Copilot broke audit logs, but Microsoft won't tell customers
90 comments
·August 20, 2025TheRoque
AdieuToLogic
> In my opinion, using AI tools for programming at the moment, unless in a sandboxed environment and on a toy project, is just ludicrous.
Well put.
The fundamental flaw is in trying to employ nondeterministic content generation based on statistical relevance defined by an unknown training data set, which is what commercial LLM offerings are, in an effort to repeatably produce content satisfying a strict mathematical model (program source code).
mlyle
Nearly as bad: trying to use systems made out of meat, evolved from a unrelated background and trained on an undocumented and chaotic corpus of data, to try and produce content satisfying a strict mathematical model.
cookiengineer
The difference: Meatbags created something like an education system, where the track record in it functions as a ledger for hiring companies.
There is no such thing for AI. No ledger, no track record, no reproducibility.
AdieuToLogic
Except that the "systems made out of meat" are the entities which both define the problem needing to be solved and are the sole determiners if said problem has been solved.

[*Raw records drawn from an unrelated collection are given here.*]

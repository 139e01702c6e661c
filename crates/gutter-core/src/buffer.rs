//! Rope-backed text buffer.
//!
//! This is deliberately a thin wrapper: the panels only ever *read*
//! the buffer, and the demo editor only needs whole-buffer mutation
//! plus insert/remove for paste. Undo history, file IO, and
//! indentation settings belong to a real editing engine, which is an
//! external collaborator here.

use ropey::Rope;
use std::borrow::Cow;
use std::ops::Range;

use crate::{CoreError, CoreResult};

/// A small rope-backed text buffer.
#[derive(Debug, Clone, Default)]
pub struct TextBuffer {
    rope: Rope,
}

impl TextBuffer {
    /// Creates a new empty buffer.
    pub fn new() -> Self {
        Self { rope: Rope::new() }
    }

    /// Returns the entire text content.
    ///
    /// For small buffers this borrows; for buffers spanning multiple
    /// rope chunks it allocates (`Cow` hides the difference).
    #[inline]
    pub fn text(&self) -> Cow<'_, str> {
        self.rope.slice(..).into()
    }

    /// Returns a specific line (0-indexed), including its trailing
    /// newline if present.
    pub fn line(&self, line_idx: usize) -> CoreResult<Cow<'_, str>> {
        if line_idx >= self.len_lines() {
            return Err(CoreError::LineOutOfBounds(line_idx));
        }
        Ok(self.rope.line(line_idx).into())
    }

    /// Returns a slice of text by character range.
    pub fn slice(&self, range: Range<usize>) -> CoreResult<Cow<'_, str>> {
        if range.end > self.len_chars() || range.start > range.end {
            return Err(CoreError::InvalidCharIndex(range.end));
        }
        Ok(self.rope.slice(range).into())
    }

    /// Returns true if the buffer is empty.
    #[inline]
    pub fn is_empty(&self) -> bool {
        self.rope.len_chars() == 0
    }

    /// Returns the number of characters in the buffer.
    #[inline]
    pub fn len_chars(&self) -> usize {
        self.rope.len_chars()
    }

    /// Returns the number of lines in the buffer.
    ///
    /// An empty buffer has 1 line; a buffer ending with `\n` counts
    /// the empty line after it.
    #[inline]
    pub fn len_lines(&self) -> usize {
        self.rope.len_lines()
    }

    /// Inserts text at a character index.
    pub fn insert(&mut self, char_idx: usize, text: &str) -> CoreResult<()> {
        if char_idx > self.len_chars() {
            return Err(CoreError::InvalidCharIndex(char_idx));
        }
        self.rope.insert(char_idx, text);
        Ok(())
    }

    /// Deletes text in a character range, returning the removed text.
    pub fn remove(&mut self, range: Range<usize>) -> CoreResult<String> {
        if range.end > self.len_chars() || range.start > range.end {
            return Err(CoreError::InvalidCharIndex(range.end));
        }
        let removed: String = self.rope.slice(range.clone()).into();
        self.rope.remove(range);
        Ok(removed)
    }

    /// Empties the buffer.
    pub fn clear(&mut self) {
        self.rope = Rope::new();
    }
}

impl From<&str> for TextBuffer {
    fn from(s: &str) -> Self {
        Self {
            rope: Rope::from_str(s),
        }
    }
}

impl From<String> for TextBuffer {
    fn from(s: String) -> Self {
        Self::from(s.as_str())
    }
}

#[cfg(test)]
mod tests {
    use super::*;

    #[test]
    fn test_empty_buffer() {
        let buffer = TextBuffer::new();
        assert!(buffer.is_empty());
        assert_eq!(buffer.text(), "");
        assert_eq!(buffer.len_lines(), 1);
    }

    #[test]
    fn test_line_access() {
        let buffer = TextBuffer::from("one\ntwo\nthree");
        assert_eq!(buffer.len_lines(), 3);
        assert_eq!(buffer.line(0).unwrap(), "one\n");
        assert_eq!(buffer.line(2).unwrap(), "three");
        assert!(buffer.line(3).is_err());
    }

    #[test]
    fn test_insert_remove() {
        let mut buffer = TextBuffer::from("hello world");
        buffer.insert(5, ",").unwrap();
        assert_eq!(buffer.text(), "hello, world");

        let removed = buffer.remove(0..6).unwrap();
        assert_eq!(removed, "hello,");
        assert_eq!(buffer.text(), " world");
    }

    #[test]
    fn test_insert_out_of_bounds() {
        let mut buffer = TextBuffer::from("hi");
        assert!(buffer.insert(3, "x").is_err());
    }

    #[test]
    fn test_clear() {
        let mut buffer = TextBuffer::from("some text");
        buffer.clear();
        assert!(buffer.is_empty());
        assert_eq!(buffer.text(), "");
    }
}
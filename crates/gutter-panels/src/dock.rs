//! Panel dock: ordered edge lists and flush layout.

use crate::panel::Panel;
use crate::surface::Rect;

/// Which side of the viewport a panel is docked to.
#[derive(Debug, Clone, Copy, PartialEq, Eq, Hash)]
pub enum Edge {
    Left,
    Right,
}

/// Stable handle to an attached panel.
#[derive(Debug, Clone, Copy, PartialEq, Eq, Hash)]
pub struct PanelId(usize);

struct DockEntry {
    id: PanelId,
    edge: Edge,
    panel: Box<dyn Panel>,
}

/// A placed panel: its frame in viewport coordinates.
#[derive(Debug, Clone, Copy, PartialEq)]
pub struct PanelSlot {
    pub id: PanelId,
    pub edge: Edge,
    pub frame: Rect,
}

/// The result of a re-layout: one slot per panel plus the viewport's
/// remaining usable content rectangle.
#[derive(Debug, Clone, PartialEq)]
pub struct DockLayout {
    slots: Vec<PanelSlot>,
    content: Rect,
}

impl DockLayout {
    pub fn slots(&self) -> &[PanelSlot] {
        &self.slots
    }

    pub fn slot(&self, id: PanelId) -> Option<&PanelSlot> {
        self.slots.iter().find(|slot| slot.id == id)
    }

    /// The viewport area not consumed by panels.
    pub fn content(&self) -> Rect {
        self.content
    }
}

/// Owns the ordered collections of panels for both edges.
///
/// Panels stack outward-in in insertion order: each panel's origin is
/// offset by the cumulative width of the panels attached to the same
/// edge before it. Attach always succeeds; there is no duplicate
/// detection, capacity limit, or removal.
#[derive(Default)]
pub struct PanelDock {
    entries: Vec<DockEntry>,
    next_id: usize,
}

impl PanelDock {
    pub fn new() -> Self {
        Self::default()
    }

    /// Appends a panel to an edge's ordered list.
    pub fn attach(&mut self, panel: Box<dyn Panel>, edge: Edge) -> PanelId {
        let id = PanelId(self.next_id);
        self.next_id += 1;
        tracing::debug!(?edge, width = panel.width(), "panel attached");
        self.entries.push(DockEntry { id, edge, panel });
        id
    }

    /// Panels on one edge, in insertion order.
    pub fn iter(&self, edge: Edge) -> impl Iterator<Item = (PanelId, &dyn Panel)> {
        self.entries
            .iter()
            .filter(move |entry| entry.edge == edge)
            .map(|entry| (entry.id, entry.panel.as_ref()))
    }

    /// Places every panel flush against its edge of `viewport` and
    /// computes the remaining content rectangle.
    pub fn layout(&self, viewport: Rect) -> DockLayout {
        let mut slots = Vec::with_capacity(self.entries.len());
        let mut left_used = 0.0f32;
        let mut right_used = 0.0f32;

        for entry in &self.entries {
            let width = entry.panel.width();
            let x = match entry.edge {
                Edge::Left => {
                    let x = viewport.x + left_used;
                    left_used += width;
                    x
                }
                Edge::Right => {
                    right_used += width;
                    viewport.right() - right_used
                }
            };
            slots.push(PanelSlot {
                id: entry.id,
                edge: entry.edge,
                frame: Rect::new(x, viewport.y, width, viewport.height),
            });
        }

        let content = Rect::new(
            viewport.x + left_used,
            viewport.y,
            (viewport.width - left_used - right_used).max(0.0),
            viewport.height,
        );

        DockLayout { slots, content }
    }
}
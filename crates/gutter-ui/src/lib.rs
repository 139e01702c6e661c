//! # Gutter UI
//!
//! Demo application hosting the panels with the iced framework.
//!
//! The UI follows the Elm architecture (TEA):
//! - **Model**: [`App`], the editor model plus the panel dock
//! - **Message**: toolbar activations, scrolling, window resizes
//! - **Update**: pure function `(state, message) -> new state`
//! - **View**: canvas layers for the gutters, buttons for the toolbar
//!
//! Everything runs on the single UI thread: a panel repaint always
//! observes the viewport state as of the moment the view function
//! runs, so there is no staleness window to reason about.

pub mod app;
pub mod clipboard;
pub mod layers;
pub mod theme;

pub use app::{run, App, Flags};
pub use theme::Theme;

Of note too is that the same "systems made out of meat" have been producing content satisfying the strict mathematical model for decades and continue to do so beyond the capabilities of the aforementioned algorithms.
jdiff
Meaty feet can be held to a fire. To quote IBM, "A computer can never be held accountable."
jp0d
Countless bodies consisting of the said meat have been responsible for the advancement of technology so far. If these meat brains don't contribute to any new advancements then the corpus of data will stay stagnant!
matt3210
Use AI to audit what’s produced by AI. Problem solved! /sarcasm
ThrowawayTestr
Companies won't use open source software because of licencing concerns but if you launder it through an LLM it's hunky-dory.
cut3
[flagged]
neuroelectron
The icing on the shit cake is a text editor programmed in typeScript with an impossible to secure plugin architecture.
Sparkyte
AI is a pump and dump scheme promoted by large companies who can't innovate in order to drive up sales. It isn't even AI, it is just weighted variables.
lokar
Wait, copilot operates as some privileged user (that can bypass audit?), not as you (or better, you with some restrictions)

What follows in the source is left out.